長崎市の被爆者手帳 所持者数が2万人割れ 県と市の合計、ピーク時の25%以下

 長崎市が交付する被爆者健康手帳の所持者数が、2023年度末で1万8904人(男6560、女1万2344)となり、前年同期から1713人減って2万人を切ったことが30日、分かった。県交付分と合わせると2万5966人(前年同期比2373人減)で、ピーク時の1978年度末の4分の1以下となった。2025年に被爆80年が迫る中、被爆者の減少が進んでいる現状が改めて浮き彫りとなった。
 23年度末の県交付分は7062人(男2569、女4493)で、前年同期から660人減少。県市の所持者数は1978年度末(11万716人)にピークを迎えた後、減少が続く。ここ数年は、おおむね年間2千人前後のペースで減っており、本年度内にも2万5千人を切る可能性がある。
 平均年齢は、市交付分が85.51歳、県交付分が85.87歳。いずれも85歳を上回った。厚生労働省によると、全国の手帳所持者数は2022年度末時点で11万3649人。

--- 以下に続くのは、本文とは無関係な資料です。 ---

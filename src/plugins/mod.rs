//! Format recognizers.
//!
//! A plugin is one of three kinds:
//!
//! - [`ArchiveDecoder`]: unpacks or lists a container; its entries are scanned again.
//! - [`PlayerDecoder`]: recognizes a single playable module.
//! - [`MultitrackDecoder`]: recognizes a module holding several tunes.
//!
//! Plugins are described by a [`PluginDescriptor`] and collected, in priority order, in
//! a [`PluginCatalog`].

pub mod archives;
mod catalog;
pub mod players;

use std::fmt;
use std::ops::Range;
use std::sync::Arc;

use bitflags::bitflags;

use crate::binary::Binary;
use crate::config::DetectConfig;
use crate::error::FormatResult;
use crate::format::BinaryFormat;
use crate::metadata::{BasicMetadata, MetadataFields};
use crate::properties::Properties;

pub use catalog::PluginCatalog;

bitflags! {
    /// What a plugin handles
    #[derive(Debug, Clone, Copy, PartialEq, Eq, Hash)]
    pub struct Capabilities: u32 {
        /// Holds other files
        const CONTAINER = 0x0001;
        /// Single packed payload
        const PACKED = 0x0002;
        /// Several tunes in one module
        const MULTITRACK = 0x0004;
        /// Playable module
        const MODULE = 0x0008;
        /// Targets the AY-3-8910 / YM2149 family
        const DEVICE_AY = 0x0100;
        /// Needs a Z80 to play
        const CPU_Z80 = 0x1000;
        /// Needs a 68000 to play
        const CPU_M68K = 0x2000;
    }
}

/// Shared part of every plugin strategy.
pub trait Recognizer: Send + Sync {
    /// Human readable format name.
    fn description(&self) -> &str;

    /// Signature used for quick rejection and lookahead.
    fn format(&self) -> &BinaryFormat;

    /// Full structural check of the start of `data`.
    fn check(&self, data: &[u8]) -> bool {
        self.format().matches(data)
    }
}

/// One file produced by an archive.
#[derive(Debug, Clone)]
pub struct ArchiveEntry {
    /// Entry name; `None` for packed data, which keeps the container's path.
    pub name: Option<String>,
    /// `(offset, size)` of the entry's bytes inside the archive, when stored verbatim.
    pub origin: Option<(usize, usize)>,
    /// Entry contents.
    pub data: Binary,
}

/// Result of opening an archive.
#[derive(Debug, Clone, Default)]
pub struct Extracted {
    /// Entries in archive order.
    pub entries: Vec<ArchiveEntry>,
    /// Bytes of the input that belong to the archive.
    pub consumed: usize,
    /// Properties passed down to everything found inside.
    pub properties: Properties,
}

/// Container or packer.
pub trait ArchiveDecoder: Recognizer {
    /// Open the archive at the start of `data`.
    fn extract(&self, config: &DetectConfig, data: &Binary) -> FormatResult<Extracted>;
}

/// A module found by a player plugin.
#[derive(Debug, Clone)]
pub struct CreatedModule {
    /// Handle to the module.
    pub holder: Arc<dyn ModuleHolder>,
    /// Bytes of the input that belong to the module.
    pub consumed: usize,
    /// Part of the module that identifies the tune itself, relative to its start.
    pub fixed: Range<usize>,
    /// Format specific properties.
    pub properties: Properties,
}

/// Single-tune module format.
pub trait PlayerDecoder: Recognizer {
    /// Player code that may precede the module.
    fn stubs(&self) -> &[BinaryFormat] {
        &[]
    }

    /// Build the module at the start of `data`.
    fn create(&self, data: &Binary) -> FormatResult<CreatedModule>;
}

/// One tune of a multitrack module.
#[derive(Debug, Clone)]
pub struct TrackModule {
    /// Handle to the tune.
    pub holder: Arc<dyn ModuleHolder>,
    /// Track specific properties, layered over the module's.
    pub properties: Properties,
}

/// Tunes found by a multitrack plugin.
#[derive(Debug, Clone)]
pub struct DecodedTracks {
    /// Bytes of the input that belong to the module.
    pub consumed: usize,
    /// Part of the module that identifies the music, relative to its start.
    pub fixed: Range<usize>,
    /// Properties shared by every track.
    pub properties: Properties,
    /// At least one track.
    pub tracks: Vec<TrackModule>,
}

/// Module format carrying several tunes.
pub trait MultitrackDecoder: Recognizer {
    /// Player code that may precede the module.
    fn stubs(&self) -> &[BinaryFormat] {
        &[]
    }

    /// Split the module at the start of `data` into tracks.
    fn decode(&self, data: &Binary) -> FormatResult<DecodedTracks>;
}

/// Strategy of a plugin.
pub enum PluginKind {
    /// Container or packer.
    Archive(Box<dyn ArchiveDecoder>),
    /// Single module.
    Player(Box<dyn PlayerDecoder>),
    /// Several modules.
    Multitrack(Box<dyn MultitrackDecoder>),
}

impl PluginKind {
    /// Human readable format name.
    pub fn description(&self) -> &str {
        match self {
            PluginKind::Archive(decoder) => decoder.description(),
            PluginKind::Player(decoder) => decoder.description(),
            PluginKind::Multitrack(decoder) => decoder.description(),
        }
    }

    /// Main signature.
    pub fn format(&self) -> &BinaryFormat {
        match self {
            PluginKind::Archive(decoder) => decoder.format(),
            PluginKind::Player(decoder) => decoder.format(),
            PluginKind::Multitrack(decoder) => decoder.format(),
        }
    }

    /// Stub signatures; archives have none.
    pub fn stubs(&self) -> &[BinaryFormat] {
        match self {
            PluginKind::Archive(_) => &[],
            PluginKind::Player(decoder) => decoder.stubs(),
            PluginKind::Multitrack(decoder) => decoder.stubs(),
        }
    }

    /// Full structural check of the start of `data`.
    pub fn check(&self, data: &[u8]) -> bool {
        match self {
            PluginKind::Archive(decoder) => decoder.check(data),
            PluginKind::Player(decoder) => decoder.check(data),
            PluginKind::Multitrack(decoder) => decoder.check(data),
        }
    }

    /// Where the data handled by this plugin starts: `0` for a direct match, the stub
    /// length when the data follows a known player stub.
    pub fn locate(&self, data: &[u8]) -> Option<usize> {
        if self.check(data) {
            return Some(0);
        }
        self.stubs().iter().find_map(|stub| {
            let skip = stub.pattern().min_length();
            (stub.matches(data) && skip < data.len() && self.check(&data[skip..])).then_some(skip)
        })
    }

    /// Smallest offset after 0 where this plugin could match.
    pub fn lookahead(&self, data: &[u8]) -> usize {
        self.stubs()
            .iter()
            .map(|stub| stub.next_match_offset(data))
            .fold(self.format().next_match_offset(data), usize::min)
    }
}

impl fmt::Debug for PluginKind {
    fn fmt(&self, f: &mut fmt::Formatter<'_>) -> fmt::Result {
        let kind = match self {
            PluginKind::Archive(_) => "Archive",
            PluginKind::Player(_) => "Player",
            PluginKind::Multitrack(_) => "Multitrack",
        };
        write!(f, "{kind}({})", self.description())
    }
}

/// Registered plugin.
#[derive(Debug)]
pub struct PluginDescriptor {
    /// Unique id, also used in `Type` and `Container` properties.
    pub id: &'static str,
    /// Capability flags.
    pub capabilities: Capabilities,
    /// Strategy.
    pub kind: PluginKind,
}

impl PluginDescriptor {
    /// Archive plugin.
    pub fn archive(
        id: &'static str,
        capabilities: Capabilities,
        decoder: impl ArchiveDecoder + 'static,
    ) -> Self {
        Self {
            id,
            capabilities: capabilities | Capabilities::CONTAINER,
            kind: PluginKind::Archive(Box::new(decoder)),
        }
    }

    /// Player plugin.
    pub fn player(
        id: &'static str,
        capabilities: Capabilities,
        decoder: impl PlayerDecoder + 'static,
    ) -> Self {
        Self {
            id,
            capabilities: capabilities | Capabilities::MODULE,
            kind: PluginKind::Player(Box::new(decoder)),
        }
    }

    /// Multitrack plugin.
    pub fn multitrack(
        id: &'static str,
        capabilities: Capabilities,
        decoder: impl MultitrackDecoder + 'static,
    ) -> Self {
        Self {
            id,
            capabilities: capabilities | Capabilities::MODULE | Capabilities::MULTITRACK,
            kind: PluginKind::Multitrack(Box::new(decoder)),
        }
    }
}

/// Access to a detected module.
pub trait ModuleHolder: Send + Sync + fmt::Debug {
    /// Song metadata.
    fn metadata(&self) -> &dyn MetadataFields;

    /// Module bytes, starting at the module's first byte.
    fn data(&self) -> &Binary;

    /// 1-based track index inside a multitrack module.
    fn track(&self) -> Option<usize> {
        None
    }
}

/// [`ModuleHolder`] used by the built-in plugins.
#[derive(Debug, Clone)]
pub struct DecodedModule {
    metadata: BasicMetadata,
    data: Binary,
    track: Option<usize>,
}

impl DecodedModule {
    /// Module spanning `data`.
    pub fn new(metadata: BasicMetadata, data: Binary) -> Self {
        Self {
            metadata,
            data,
            track: None,
        }
    }

    /// Mark as track `track` (1-based) of a multitrack module.
    pub fn with_track(mut self, track: usize) -> Self {
        self.track = Some(track);
        self
    }
}

impl ModuleHolder for DecodedModule {
    fn metadata(&self) -> &dyn MetadataFields {
        &self.metadata
    }

    fn data(&self) -> &Binary {
        &self.data
    }

    fn track(&self) -> Option<usize> {
        self.track
    }
}

#[cfg(test)]
mod tests {
    use super::*;
    use crate::error::FormatError;

    struct Tagged {
        format: BinaryFormat,
        stubs: Vec<BinaryFormat>,
    }

    impl Recognizer for Tagged {
        fn description(&self) -> &str {
            "tagged"
        }

        fn format(&self) -> &BinaryFormat {
            &self.format
        }
    }

    impl PlayerDecoder for Tagged {
        fn stubs(&self) -> &[BinaryFormat] {
            &self.stubs
        }

        fn create(&self, _data: &Binary) -> FormatResult<CreatedModule> {
            Err(FormatError::InvalidSignature)
        }
    }

    fn tagged_kind() -> PluginKind {
        PluginKind::Player(Box::new(Tagged {
            format: BinaryFormat::new("'T'U'N'E").unwrap(),
            stubs: vec![BinaryFormat::new("c3 ? ?").unwrap()],
        }))
    }

    #[test]
    fn locate_direct_and_after_stub() {
        let kind = tagged_kind();
        assert_eq!(kind.locate(b"TUNE.."), Some(0));
        assert_eq!(kind.locate(b"\xc3\x10\x80TUNE"), Some(3));
        assert_eq!(kind.locate(b"\xc3\x10\x80JUNK"), None);
        assert_eq!(kind.locate(b"\xc3\x10\x80"), None);
    }

    #[test]
    fn lookahead_considers_stubs() {
        let kind = tagged_kind();
        assert_eq!(kind.lookahead(b"....TUNE"), 4);
        assert_eq!(kind.lookahead(b"..\xc3..TUNE"), 2);
        assert_eq!(kind.lookahead(b"........"), 8);
    }

    #[test]
    fn descriptor_adds_kind_capabilities() {
        let plugin = PluginDescriptor::player("TAG", Capabilities::DEVICE_AY, Tagged {
            format: BinaryFormat::new("'T").unwrap(),
            stubs: Vec::new(),
        });
        assert!(plugin.capabilities.contains(Capabilities::MODULE | Capabilities::DEVICE_AY));
        assert!(!plugin.capabilities.contains(Capabilities::CONTAINER));
        assert_eq!(format!("{:?}", plugin.kind), "Player(tagged)");
    }
}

 被爆者健康手帳の交付は1957年度、旧原爆医療法の施行で始まった。被爆地の長崎、広島両市や各都道府県が、直接被爆や入市被爆、胎内被爆などに該当すると認めた人に交付。所持者は医療費や健康管理手当などを受給できる。
 一方、国指定地域外で長崎原爆に遭い、被爆者と認められていない「被爆体験者」については、年1回の健診が受けられる「第2種健康診断受診者証」の所持者数が県市合わせて5237人(前年同期比441人減)。このうち、特定の疾病に限り医療費が支給される「被爆体験者精神医療受給者証」の所持者は県市合わせて4501人(同267人減)だった。